[BSides Delhi CTF 2019] — Writeup

Writeup for BSides Delhi CTF 2019 by Nicholas.

BSides Delhi CTF 2019

Yesterday, I spend my lovely Sunday by playing BSides Delhi CTF 2019. At first, I want to play for fun because they said that it is “beginner friendly CTF”. Turn out, from my point of view, the challenge is very good and not a beginner friendly. So right now, I will try to explain writeup for every problems that I have solved.

Crypto: BabyRSA — 930 point

On this challenge, we were given two file, encrypt.py and data.txt that contains every information that we need to tackle this challenge. Let us examine the encrypt.py first.

encrypt.py

Okay, so they give us c1, c2, c3, n1, n2, e1, e2, enc, p*q, and ed. Looking the code at a glance, we could see that we need to recover salt and magic_value in order to retrieve the flag. As you can see, we already given ed, which is the private exponent for the salt encryption. Using the ed, we could recover the salt. Yeay, we have finished our first step. Let’s move to the second step, recovering the magic_value, which is very tricky.

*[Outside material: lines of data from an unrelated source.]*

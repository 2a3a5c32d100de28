//! Two-layer partial resign
//!
//! Reconstructs exactly the part of a hypertree signature that links two
//! adjacent layers: the authentication path of a leaf at `base_layer`, and
//! the one-time signature that the layer above puts on that tree's root.

use crate::address::{LayerPosition, PackedAddress};
use crate::keystore::KeyStore;
use crate::signer::{Result, check_position};
use spxprobe_primitives::{Address, AddressType, WotsLeafGen, merkle_sign};

/// Output of a partial resign
#[derive(Debug, Clone, PartialEq, Eq)]
pub struct PartialSignature {
    /// Authentication path at the base layer
    pub auth_path: Vec<u8>,
    /// One-time signature of `subtree_root` one layer up
    pub wots_sig: Vec<u8>,
    /// Root of the base-layer tree
    pub subtree_root: Vec<u8>,
    /// One-time public key (compressed) that produced `wots_sig`
    pub wots_leaf: Vec<u8>,
}

impl PartialSignature {
    /// Wire layout: authentication path followed by the one-time signature
    #[must_use]
    pub fn to_bytes(&self) -> Vec<u8> {
        let mut out = Vec::with_capacity(self.auth_path.len() + self.wots_sig.len());
        out.extend_from_slice(&self.auth_path);
        out.extend_from_slice(&self.wots_sig);
        out
    }
}

/// Resign layers `base_layer` and `base_layer + 1` for `packed`
pub fn sign_adjacent_layers(
    keys: &KeyStore,
    packed: PackedAddress,
    base_layer: u32,
) -> Result<PartialSignature> {
    check_position(keys.params(), packed, base_layer)?;
    Ok(sign_validated(keys, packed, base_layer))
}

/// [`sign_adjacent_layers`] for a position already passed through
/// `check_position`
pub(crate) fn sign_validated(
    keys: &KeyStore,
    packed: PackedAddress,
    base_layer: u32,
) -> PartialSignature {
    let params = keys.params();
    let ctx = keys.context();
    let tree_height = params.tree_height();

    let lower = packed.split(tree_height);
    log::debug!(
        "Partial resign at layer {base_layer}: tree {:#x}, leaf {}",
        lower.tree,
        lower.leaf
    );

    let (tree_addr, wots_addr) = layer_addresses(base_layer, lower);
    // The one-time signature produced here is discarded; only the path and root matter
    let signed = merkle_sign(
        params,
        ctx,
        &vec![0u8; params.n],
        &wots_addr,
        &tree_addr,
        lower.leaf,
    );

    let upper = lower.parent(tree_height);
    let (_, wots_addr) = layer_addresses(base_layer + 1, upper);
    let mut leaf_gen =
        WotsLeafGen::new(params, ctx, &wots_addr).signing(upper.leaf, &signed.root);
    let wots_leaf = leaf_gen.gen_leaf(upper.leaf);

    PartialSignature {
        auth_path: signed.auth_path,
        wots_sig: leaf_gen.into_signature(),
        subtree_root: signed.root,
        wots_leaf,
    }
}

/// Tree and one-time key addresses for `position` at `layer`
pub(crate) fn layer_addresses(layer: u32, position: LayerPosition) -> (Address, Address) {
    let mut tree_addr = Address::default();
    tree_addr.set_type(AddressType::HashTree);
    tree_addr.set_layer(layer);
    tree_addr.set_tree(position.tree);

    let mut wots_addr = Address::default();
    wots_addr.set_type(AddressType::Wots);
    wots_addr.copy_subtree_from(&tree_addr);
    wots_addr.set_keypair(position.leaf);
    (tree_addr, wots_addr)
}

Using the c3 value, if we could get the p1*p2 value, we will be able to factorize n1 and n2. But the problem is, we need to get ee value in order to recover the p1*p2 value. We could see that ed is big enough, so I’m pretty sure we could use rsaCtfTool to retrieve the ee by putting ed as public exponent, p*q as public modulus. The result would be ee value.

We got the ee value

After getting the ee value, we could decrypt c3 and get the p1*p2 value. Doing simple operation GCD(p1*p2, n1) and GCD(p1*p2, n2) will give us p1 and p2 value, which means we also got q1 and q2 value.

Finally, we have arrived to the trickiest part of this challenge. WE COULDN’T DO MODULAR INVERSE ON (e1, phi1) AND (e2, phi2) BECAUSE THEY ARE NOT RELATIVELY PRIME. After doing some math, trial and error, and reading some theory, I found out a way on how to retrieve the magic_value.

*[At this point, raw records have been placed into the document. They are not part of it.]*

//! Trace-alignment trigger
//!
//! The trigger is raised right before a security-sensitive computation and
//! lowered right after it so a scope can align captured traces. It carries
//! no synchronization meaning.

use embedded_hal::digital::OutputPin;

/// A signal that can be driven high and low
pub trait Trigger {
    /// Drive the signal high
    fn raise(&mut self);
    /// Drive the signal low
    fn lower(&mut self);
}

/// Trigger that does nothing, for targets without a trigger line
#[derive(Debug, Default, Clone, Copy)]
pub struct NullTrigger;

impl Trigger for NullTrigger {
    fn raise(&mut self) {}
    fn lower(&mut self) {}
}

/// Trigger driving a GPIO output pin
///
/// Pin errors are logged and otherwise ignored: a missed edge only costs a
/// misaligned trace.
#[derive(Debug)]
pub struct PinTrigger<P> {
    pin: P,
}

impl<P: OutputPin> PinTrigger<P> {
    /// Wrap `pin`, driving it low first
    pub fn new(mut pin: P) -> Self {
        if let Err(e) = pin.set_low() {
            log::warn!("Failed to initialise trigger pin: {e:?}");
        }
        Self { pin }
    }

    /// Release the pin
    pub fn into_inner(self) -> P {
        self.pin
    }
}

impl<P: OutputPin> Trigger for PinTrigger<P> {
    fn raise(&mut self) {
        if let Err(e) = self.pin.set_high() {
            log::warn!("Failed to raise trigger: {e:?}");
        }
    }

    fn lower(&mut self) {
        if let Err(e) = self.pin.set_low() {
            log::warn!("Failed to lower trigger: {e:?}");
        }
    }
}

/// RAII guard holding the trigger high
/// Raises on creation and lowers on drop, so every exit path lowers it
pub struct TriggerGuard<'a> {
    trigger: &'a mut dyn Trigger,
}

impl<'a> TriggerGuard<'a> {
    /// Raise `trigger` until the guard is dropped
    pub fn new(trigger: &'a mut dyn Trigger) -> Self {
        trigger.raise();
        Self { trigger }
    }
}

impl Drop for TriggerGuard<'_> {
    fn drop(&mut self) {
        self.trigger.lower();
    }
}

Notice that GCD(e1, (q1–1)) is 2, and GCD(e2, (q2–1)) is also 2. Our first step is we could try to transform our equation into mod q1 and mod q2. After that, we just need to modify our exponent. Notice that GCD(e1/2, (q1–1)) = 1, GCD(e2/2,(q2–1)) = 1. We could try to modify our equation again to be similar like below code:

Magic with number theory :D

As you can see, now our equation is much clearer than before, and if you notice, because q1 and q2 is coprime, we could use Chinese Remainder Theorem to get the (magic_value**2), and we just need to square root its value to recover our magic_value.

CRT for the win!!

Finally, we have successfully retrieve the salt and magic_value, and We Got Our Flag.

FLAGGGGG

Flag: bsides_delhi{JuG1iNg_WiTh_RS4}

Crypto: SecureMAC — 871 point

We were given file service.py for this challenge.

service.py

When we connect to the service, the service will give us n, c, and enc_key value. After that, there will be a prompt that ask us to input two messages that will be signed by the service. If the sign value is same, the service will give us the flag.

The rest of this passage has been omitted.